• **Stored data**
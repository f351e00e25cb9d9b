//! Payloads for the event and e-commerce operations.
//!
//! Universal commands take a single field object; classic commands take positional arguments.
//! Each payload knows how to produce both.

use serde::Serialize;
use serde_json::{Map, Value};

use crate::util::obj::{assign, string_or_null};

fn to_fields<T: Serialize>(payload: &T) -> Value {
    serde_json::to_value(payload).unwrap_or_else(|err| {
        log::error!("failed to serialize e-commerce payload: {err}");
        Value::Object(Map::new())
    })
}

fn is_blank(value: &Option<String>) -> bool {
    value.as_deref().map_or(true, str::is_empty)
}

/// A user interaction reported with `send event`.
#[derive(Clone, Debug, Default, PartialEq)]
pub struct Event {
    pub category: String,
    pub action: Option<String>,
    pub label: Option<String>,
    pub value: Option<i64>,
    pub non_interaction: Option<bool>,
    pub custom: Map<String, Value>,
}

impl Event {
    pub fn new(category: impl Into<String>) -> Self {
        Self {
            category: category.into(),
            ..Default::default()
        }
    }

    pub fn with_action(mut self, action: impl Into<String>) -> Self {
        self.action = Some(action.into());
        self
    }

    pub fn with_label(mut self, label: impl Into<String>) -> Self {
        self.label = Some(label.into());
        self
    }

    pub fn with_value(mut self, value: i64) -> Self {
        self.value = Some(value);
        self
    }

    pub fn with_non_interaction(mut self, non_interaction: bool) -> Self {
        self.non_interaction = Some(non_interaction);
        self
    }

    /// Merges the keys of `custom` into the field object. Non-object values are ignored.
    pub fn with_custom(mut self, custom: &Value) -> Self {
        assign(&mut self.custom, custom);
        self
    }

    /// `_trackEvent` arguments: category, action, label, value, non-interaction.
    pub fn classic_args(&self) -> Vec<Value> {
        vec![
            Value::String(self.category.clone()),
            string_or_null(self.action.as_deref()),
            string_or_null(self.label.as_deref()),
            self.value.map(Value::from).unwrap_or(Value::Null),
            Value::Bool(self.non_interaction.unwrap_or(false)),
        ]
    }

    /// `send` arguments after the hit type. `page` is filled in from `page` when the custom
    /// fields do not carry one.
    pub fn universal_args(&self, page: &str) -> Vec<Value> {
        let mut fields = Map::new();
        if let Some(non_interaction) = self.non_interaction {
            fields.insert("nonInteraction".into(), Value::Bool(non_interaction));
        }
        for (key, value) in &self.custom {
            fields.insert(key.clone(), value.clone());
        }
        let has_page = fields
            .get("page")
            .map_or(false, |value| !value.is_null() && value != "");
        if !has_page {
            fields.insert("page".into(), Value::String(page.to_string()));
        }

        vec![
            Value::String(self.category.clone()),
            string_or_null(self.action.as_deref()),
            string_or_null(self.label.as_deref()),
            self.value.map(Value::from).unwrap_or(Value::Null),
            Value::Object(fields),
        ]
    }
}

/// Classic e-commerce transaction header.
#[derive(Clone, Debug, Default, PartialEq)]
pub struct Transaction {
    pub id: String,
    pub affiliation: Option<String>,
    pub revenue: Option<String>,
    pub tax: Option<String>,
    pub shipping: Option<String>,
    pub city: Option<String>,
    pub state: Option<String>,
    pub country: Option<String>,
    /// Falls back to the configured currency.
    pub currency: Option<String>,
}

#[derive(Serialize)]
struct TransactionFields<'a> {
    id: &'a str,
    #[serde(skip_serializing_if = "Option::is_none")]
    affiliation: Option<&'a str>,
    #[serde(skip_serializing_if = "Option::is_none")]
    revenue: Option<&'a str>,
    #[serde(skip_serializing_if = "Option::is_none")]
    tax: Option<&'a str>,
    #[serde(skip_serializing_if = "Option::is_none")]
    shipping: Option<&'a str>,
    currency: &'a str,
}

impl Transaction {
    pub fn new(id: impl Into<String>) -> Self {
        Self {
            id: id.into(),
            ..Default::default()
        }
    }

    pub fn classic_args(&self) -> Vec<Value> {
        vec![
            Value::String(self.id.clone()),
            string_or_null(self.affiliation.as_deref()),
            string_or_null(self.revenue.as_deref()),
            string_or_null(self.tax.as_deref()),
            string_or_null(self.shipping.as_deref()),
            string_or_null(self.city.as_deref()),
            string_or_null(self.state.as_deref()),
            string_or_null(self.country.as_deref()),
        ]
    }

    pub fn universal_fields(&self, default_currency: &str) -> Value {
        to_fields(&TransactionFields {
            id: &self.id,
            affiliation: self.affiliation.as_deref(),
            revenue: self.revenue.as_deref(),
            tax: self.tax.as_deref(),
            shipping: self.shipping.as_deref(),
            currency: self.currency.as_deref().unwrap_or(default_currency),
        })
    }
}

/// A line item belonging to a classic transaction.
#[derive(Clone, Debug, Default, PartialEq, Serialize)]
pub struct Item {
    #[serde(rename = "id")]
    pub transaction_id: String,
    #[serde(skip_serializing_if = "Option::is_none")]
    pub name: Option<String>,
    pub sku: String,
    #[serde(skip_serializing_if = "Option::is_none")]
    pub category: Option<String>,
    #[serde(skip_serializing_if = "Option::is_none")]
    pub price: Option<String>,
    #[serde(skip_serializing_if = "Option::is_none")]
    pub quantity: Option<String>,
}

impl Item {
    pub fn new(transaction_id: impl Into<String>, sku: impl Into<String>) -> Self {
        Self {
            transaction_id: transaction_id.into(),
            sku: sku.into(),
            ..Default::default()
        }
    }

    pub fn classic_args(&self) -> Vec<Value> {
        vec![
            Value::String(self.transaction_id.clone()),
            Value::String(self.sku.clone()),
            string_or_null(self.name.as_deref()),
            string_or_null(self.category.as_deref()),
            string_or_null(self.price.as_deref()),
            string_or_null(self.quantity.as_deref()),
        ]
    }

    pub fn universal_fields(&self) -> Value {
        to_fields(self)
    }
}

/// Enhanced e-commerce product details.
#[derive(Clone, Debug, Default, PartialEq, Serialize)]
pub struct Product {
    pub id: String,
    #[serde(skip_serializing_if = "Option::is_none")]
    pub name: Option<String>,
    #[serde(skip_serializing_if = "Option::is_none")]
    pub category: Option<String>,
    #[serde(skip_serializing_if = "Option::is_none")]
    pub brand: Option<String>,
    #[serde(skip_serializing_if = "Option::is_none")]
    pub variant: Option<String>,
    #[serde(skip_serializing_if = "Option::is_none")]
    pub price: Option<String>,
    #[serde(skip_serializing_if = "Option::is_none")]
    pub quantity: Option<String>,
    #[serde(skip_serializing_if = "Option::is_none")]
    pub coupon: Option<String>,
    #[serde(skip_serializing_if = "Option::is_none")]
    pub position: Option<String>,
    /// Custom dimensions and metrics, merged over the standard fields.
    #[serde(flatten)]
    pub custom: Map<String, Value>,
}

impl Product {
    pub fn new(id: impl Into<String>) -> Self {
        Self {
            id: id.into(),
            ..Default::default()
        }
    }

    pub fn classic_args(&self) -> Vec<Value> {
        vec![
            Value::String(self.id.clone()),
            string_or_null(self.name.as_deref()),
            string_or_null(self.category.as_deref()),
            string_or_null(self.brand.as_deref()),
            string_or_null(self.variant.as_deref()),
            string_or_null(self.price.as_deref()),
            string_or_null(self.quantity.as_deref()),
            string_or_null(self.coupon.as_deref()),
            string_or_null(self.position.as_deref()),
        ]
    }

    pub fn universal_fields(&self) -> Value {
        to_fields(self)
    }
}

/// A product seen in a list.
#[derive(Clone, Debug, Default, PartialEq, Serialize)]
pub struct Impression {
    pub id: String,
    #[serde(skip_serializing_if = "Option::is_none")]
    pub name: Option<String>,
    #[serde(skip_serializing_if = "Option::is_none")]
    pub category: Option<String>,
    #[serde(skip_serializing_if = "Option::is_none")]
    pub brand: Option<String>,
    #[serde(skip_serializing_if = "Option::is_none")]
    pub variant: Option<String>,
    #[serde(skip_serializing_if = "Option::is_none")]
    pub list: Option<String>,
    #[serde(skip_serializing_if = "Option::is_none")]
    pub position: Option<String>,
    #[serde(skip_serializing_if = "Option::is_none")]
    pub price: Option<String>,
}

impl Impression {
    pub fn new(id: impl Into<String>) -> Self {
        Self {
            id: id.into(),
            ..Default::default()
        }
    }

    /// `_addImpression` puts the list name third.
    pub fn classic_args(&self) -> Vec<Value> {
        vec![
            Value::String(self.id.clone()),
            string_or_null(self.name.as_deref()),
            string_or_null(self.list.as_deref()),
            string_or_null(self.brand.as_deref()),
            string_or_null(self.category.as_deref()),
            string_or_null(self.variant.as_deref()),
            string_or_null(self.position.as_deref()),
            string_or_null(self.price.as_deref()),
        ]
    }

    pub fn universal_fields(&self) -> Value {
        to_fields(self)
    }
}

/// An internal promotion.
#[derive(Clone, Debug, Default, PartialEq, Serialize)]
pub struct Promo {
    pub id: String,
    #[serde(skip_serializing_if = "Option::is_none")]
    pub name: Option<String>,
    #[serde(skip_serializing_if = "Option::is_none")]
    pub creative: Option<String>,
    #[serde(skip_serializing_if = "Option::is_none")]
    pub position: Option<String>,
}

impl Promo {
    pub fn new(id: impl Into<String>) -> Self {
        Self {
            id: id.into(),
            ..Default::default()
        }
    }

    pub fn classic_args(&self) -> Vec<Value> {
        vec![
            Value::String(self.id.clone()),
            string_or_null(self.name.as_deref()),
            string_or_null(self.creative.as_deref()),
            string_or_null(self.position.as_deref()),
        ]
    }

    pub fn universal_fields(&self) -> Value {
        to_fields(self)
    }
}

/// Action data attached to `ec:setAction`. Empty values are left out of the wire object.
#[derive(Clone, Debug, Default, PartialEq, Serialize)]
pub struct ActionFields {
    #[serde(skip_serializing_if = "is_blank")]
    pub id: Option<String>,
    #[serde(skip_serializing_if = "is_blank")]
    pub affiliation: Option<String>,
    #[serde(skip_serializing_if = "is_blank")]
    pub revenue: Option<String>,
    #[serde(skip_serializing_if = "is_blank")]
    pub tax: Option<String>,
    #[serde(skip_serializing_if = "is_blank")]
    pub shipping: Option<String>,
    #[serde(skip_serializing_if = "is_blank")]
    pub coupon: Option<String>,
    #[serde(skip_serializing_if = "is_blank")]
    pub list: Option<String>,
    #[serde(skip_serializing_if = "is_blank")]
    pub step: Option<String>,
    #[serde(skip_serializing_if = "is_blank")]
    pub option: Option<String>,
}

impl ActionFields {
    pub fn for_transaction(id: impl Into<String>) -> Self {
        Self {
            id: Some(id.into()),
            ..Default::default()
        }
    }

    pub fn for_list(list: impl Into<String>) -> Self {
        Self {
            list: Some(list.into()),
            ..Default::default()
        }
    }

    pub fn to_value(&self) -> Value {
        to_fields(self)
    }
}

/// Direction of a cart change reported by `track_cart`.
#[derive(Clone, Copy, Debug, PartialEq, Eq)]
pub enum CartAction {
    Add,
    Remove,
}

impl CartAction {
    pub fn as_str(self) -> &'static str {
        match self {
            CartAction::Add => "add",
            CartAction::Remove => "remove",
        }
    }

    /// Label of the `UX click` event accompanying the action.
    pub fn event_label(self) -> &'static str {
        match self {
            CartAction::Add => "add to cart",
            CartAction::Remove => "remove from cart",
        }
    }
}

• **HOW TO COMPLETE THIS TASK**
Scan the data above for the word "commerce". Copy every line in which it is found.

• **SOLUTION TO THIS EXERCISE**
//! Payloads for the event and e-commerce operations.
        log::error!("failed to serialize e-commerce payload: {err}");
/// Classic e-commerce transaction header.
/// Enhanced e-commerce product details.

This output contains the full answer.